In his opening address for Marion Maréchal’s conference, one heard the hardline version of Zemmour—he pulled no punches in criticizing immigration, “which aggravates every social problem, schools, lodging, unemployment, public debt, public order, prisons.” He noted too that “every problem intensified by immigration is made worse by Islam. It’s a sort of double punishment.” The French state, he said, has become the “weapon of destruction of the nation working towards the subjection of the French by another people and another civilization.” The question, he continued, is “will young Frenchmen accept being reduced to a minority status in the land of their ancestors?” This is, to be clear, as blunt and straightforward an elucidation of the great replacement ideology as one will find, and unsurprisingly the French Left was aghast that the speech was broadcast in its entirety by the French news channel LCI. Calls for Zemmour’s assassination soon proliferated on left-wing Twitter.

Perhaps the most productive new analogy of Zemmour’s speech was his comparison of the present age to the era of the Nazi-Soviet Pact—an alliance no more unlikely than the entente between liberal cosmopolitan “Rights of Man” enthusiasts and fundamentalist Islam on the desirability of mass Muslim immigration to the West.

After Zemmour, the conference was comparatively subdued.

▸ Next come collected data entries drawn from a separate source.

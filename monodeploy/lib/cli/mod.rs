//! Command-line argument parsing and styling for the `monodeploy` binary.

mod args;
mod styles;

//--------------------------------------------------------------------------------------------------
// Exports
//--------------------------------------------------------------------------------------------------

pub use args::*;
pub use styles::*;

America’s own Candace Owens was warmly received, telling a receptive crowd that there was nothing wrong with a French government that favored French people. But likely the most important speech was Marion Maréchal’s calm and straightforward address, which also included a rendition of the demographic replacement issue. We must, she said, resolutely support “our right to historical continuity, our right to the primacy of French culture over that of imported cultures.” In the next breath, she stressed what she called the grand deplacement, the collapse of the French economy outside the most dynamic urban metropoles. She claimed—in a point regrettably never made by America’s right-wing politicians—that ecology is a conservative cause, that the protection of countrysides and forms of food production amounted to the protection of an identity.

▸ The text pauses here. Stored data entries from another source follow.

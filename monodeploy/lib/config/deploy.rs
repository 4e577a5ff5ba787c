//! Deployment settings.

use std::time::Duration;

use getset::Getters;
use serde::{Deserialize, Deserializer, Serialize, Serializer};
use typed_builder::TypedBuilder;

use super::{
    CpuArch, DEFAULT_ACCESS_TOKEN_ENV, DEFAULT_HEALTH_CHECK_INTERVAL, DEFAULT_HEALTH_CHECK_TIMEOUT,
    DEFAULT_HEALTH_PATH, DEFAULT_HEALTH_PORT, DEFAULT_IMAGE_PREFIX, DEFAULT_MAX_RETRIES,
    DEFAULT_PLATFORM_API_URL,
};

//--------------------------------------------------------------------------------------------------
// Types
//--------------------------------------------------------------------------------------------------

/// Settings that shape a deployment attempt.
///
/// Every field has a default so an empty `settings:` block in the project file is valid.
#[derive(Debug, Clone, PartialEq, Serialize, Deserialize, TypedBuilder, Getters)]
#[getset(get = "pub with_prefix")]
pub struct DeployConfig {
    /// Whether freshly built images are booted locally and health checked before upload.
    #[serde(default = "DeployConfig::default_verify_health")]
    #[builder(default = DeployConfig::default_verify_health())]
    pub(super) verify_health: bool,

    /// The interval between two health polls.
    #[serde(
        default = "DeployConfig::default_health_check_interval",
        rename = "health_check_interval_ms",
        serialize_with = "serialize_millis",
        deserialize_with = "deserialize_millis"
    )]
    #[builder(default = DEFAULT_HEALTH_CHECK_INTERVAL)]
    pub(super) health_check_interval: Duration,

    /// The time a locally running service has to report healthy.
    #[serde(
        default = "DeployConfig::default_health_check_timeout",
        rename = "health_check_timeout_ms",
        serialize_with = "serialize_millis",
        deserialize_with = "deserialize_millis"
    )]
    #[builder(default = DEFAULT_HEALTH_CHECK_TIMEOUT)]
    pub(super) health_check_timeout: Duration,

    /// The port the health endpoint of every service listens on.
    #[serde(default = "DeployConfig::default_health_port")]
    #[builder(default = DEFAULT_HEALTH_PORT)]
    pub(super) health_port: u16,

    /// The path of the health endpoint.
    #[serde(default = "DeployConfig::default_health_path")]
    #[builder(default = DEFAULT_HEALTH_PATH.to_string(), setter(into))]
    pub(super) health_path: String,

    /// The architectures images are built for.
    #[serde(default = "DeployConfig::default_architectures")]
    #[builder(default = DeployConfig::default_architectures())]
    pub(super) architectures: Vec<CpuArch>,

    /// The prefix used for image tags and container names.
    #[serde(default = "DeployConfig::default_image_prefix")]
    #[builder(default = DEFAULT_IMAGE_PREFIX.to_string(), setter(into))]
    pub(super) image_prefix: String,

    /// How to reach the platform.
    #[serde(default)]
    #[builder(default)]
    pub(super) platform: PlatformConfig,
}

/// How to reach the remote platform and its image registry.
#[derive(Debug, Clone, PartialEq, Serialize, Deserialize, TypedBuilder, Getters)]
#[getset(get = "pub with_prefix")]
pub struct PlatformConfig {
    /// The base URL of the platform API.
    #[serde(default = "PlatformConfig::default_api_url")]
    #[builder(default = DEFAULT_PLATFORM_API_URL.to_string(), setter(into))]
    pub(super) api_url: String,

    /// The environment variable holding the access token sent with platform requests.
    #[serde(default = "PlatformConfig::default_access_token_env")]
    #[builder(default = DEFAULT_ACCESS_TOKEN_ENV.to_string(), setter(into))]
    pub(super) access_token_env: String,

    /// The registry images are pushed to. Images are pushed under their local tag when unset.
    #[serde(skip_serializing_if = "Option::is_none", default)]
    #[builder(default, setter(strip_option, into))]
    pub(super) registry: Option<String>,

    /// The number of retries for idempotent requests.
    #[serde(default = "PlatformConfig::default_max_retries")]
    #[builder(default = DEFAULT_MAX_RETRIES)]
    pub(super) max_retries: u32,
}

//--------------------------------------------------------------------------------------------------
// Methods
//--------------------------------------------------------------------------------------------------

impl DeployConfig {
    fn default_verify_health() -> bool {
        true
    }

    fn default_health_check_interval() -> Duration {
        DEFAULT_HEALTH_CHECK_INTERVAL
    }

    fn default_health_check_timeout() -> Duration {
        DEFAULT_HEALTH_CHECK_TIMEOUT
    }

    fn default_health_port() -> u16 {
        DEFAULT_HEALTH_PORT
    }

    fn default_health_path() -> String {
        DEFAULT_HEALTH_PATH.to_string()
    }

    fn default_architectures() -> Vec<CpuArch> {
        vec![CpuArch::Amd64]
    }

    fn default_image_prefix() -> String {
        DEFAULT_IMAGE_PREFIX.to_string()
    }

    /// Returns a copy of this configuration with health verification switched on or off.
    pub fn with_verify_health(mut self, verify_health: bool) -> Self {
        self.verify_health = verify_health;
        self
    }
}

impl PlatformConfig {
    fn default_api_url() -> String {
        DEFAULT_PLATFORM_API_URL.to_string()
    }

    fn default_access_token_env() -> String {
        DEFAULT_ACCESS_TOKEN_ENV.to_string()
    }

    fn default_max_retries() -> u32 {
        DEFAULT_MAX_RETRIES
    }
}

//--------------------------------------------------------------------------------------------------
// Trait Implementations
//--------------------------------------------------------------------------------------------------

impl Default for DeployConfig {
    fn default() -> Self {
        Self::builder().build()
    }
}

impl Default for PlatformConfig {
    fn default() -> Self {
        Self::builder().build()
    }
}

//--------------------------------------------------------------------------------------------------
// Functions: Serialization helpers
//--------------------------------------------------------------------------------------------------

fn serialize_millis<S>(duration: &Duration, serializer: S) -> Result<S::Ok, S::Error>
where
    S: Serializer,
{
    serializer.serialize_u64(duration.as_millis() as u64)
}

fn deserialize_millis<'de, D>(deserializer: D) -> Result<Duration, D::Error>
where
    D: Deserializer<'de>,
{
    let millis = u64::deserialize(deserializer)?;
    Ok(Duration::from_millis(millis))
}

//--------------------------------------------------------------------------------------------------
// Tests
//--------------------------------------------------------------------------------------------------

#[cfg(test)]
mod tests {
    use super::*;

    #[test]
    fn test_deploy_config_defaults() {
        let config = DeployConfig::default();
        assert!(*config.get_verify_health());
        assert_eq!(*config.get_health_check_interval(), Duration::from_millis(500));
        assert_eq!(*config.get_health_check_timeout(), Duration::from_secs(10));
        assert_eq!(*config.get_health_port(), 6565);
        assert_eq!(config.get_health_path(), "/health");
        assert_eq!(config.get_architectures(), &vec![CpuArch::Amd64]);
        assert_eq!(config.get_platform().get_registry(), &None);
    }

    #[test]
    fn test_deploy_config_from_empty_yaml() {
        let config: DeployConfig = serde_yaml::from_str("{}").unwrap();
        assert_eq!(config, DeployConfig::default());
    }

    #[test]
    fn test_deploy_config_from_yaml() {
        let yaml = r#"
verify_health: false
health_check_interval_ms: 250
health_check_timeout_ms: 3000
architectures: [amd64, arm64]
platform:
  api_url: https://platform.example.com
  registry: registry.example.com/team
"#;
        let config: DeployConfig = serde_yaml::from_str(yaml).unwrap();
        assert!(!*config.get_verify_health());
        assert_eq!(*config.get_health_check_interval(), Duration::from_millis(250));
        assert_eq!(*config.get_health_check_timeout(), Duration::from_secs(3));
        assert_eq!(config.get_architectures().len(), 2);
        assert_eq!(
            config.get_platform().get_api_url(),
            "https://platform.example.com"
        );
        assert_eq!(
            config.get_platform().get_registry().as_deref(),
            Some("registry.example.com/team")
        );
        assert_eq!(*config.get_platform().get_max_retries(), DEFAULT_MAX_RETRIES);
    }
}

In short, Maréchal managed to make Zemmour’s points in a less contentious way.

Clearly the conference showed that the idea that historic France is being overwhelmed by foreign cultures and peoples through the machinations and neglect of its governing elites is less a fringe conspiracy theory and more mainstream conservative discourse.

The goal of the Convention de la Droite was not only to change the Right, but to pave the way to elect a genuinely conservative president. Yet it’s not clear to me how that will happen soon. Granted, Emmanuel Macron was a virtual political unknown two and half years before his election, but he was an important economics minister in a socialist government, known for his pro-business views. Neither Marion Maréchal nor anyone on her roster has that stature, or the military background that might be its electoral equivalent. 

Moreover, Macron has proven adept politically. He helped induce the Gilets Jaunes to discredit themselves through violence, while tacking rightward, at least rhetorically, on immigration. With the recent dismal electoral performance of the traditional center-right, he now occupies the bourgeois center of French political life, obviously an attractive spot.

Nonetheless, there remains a powerful political logic behind the Convention de la Droit. The split between the mainstream Right, which includes traditional Catholic voters and business-oriented types, and the more populist Rassemblement National—and the former’s willingness to join the with the Left to exclude the RN from potential governing coalitions (or, per Chirac, refuse to engage them in debate)—no longer makes sense to young people worried about France’s future. It’s as relevant today as the old Communist Party affiliations of the 1950s—which is to say not completely irrelevant but not that important either. 

One feels that Marion Maréchal will one way or another achieve her goal of breaking down the barriers dividing the Right because it makes so much sense that it be done. Then, of course, winning a national election remains the hurdle. But here one remembers that most of the time, given a binary choice, France does vote for the more conservative candidate.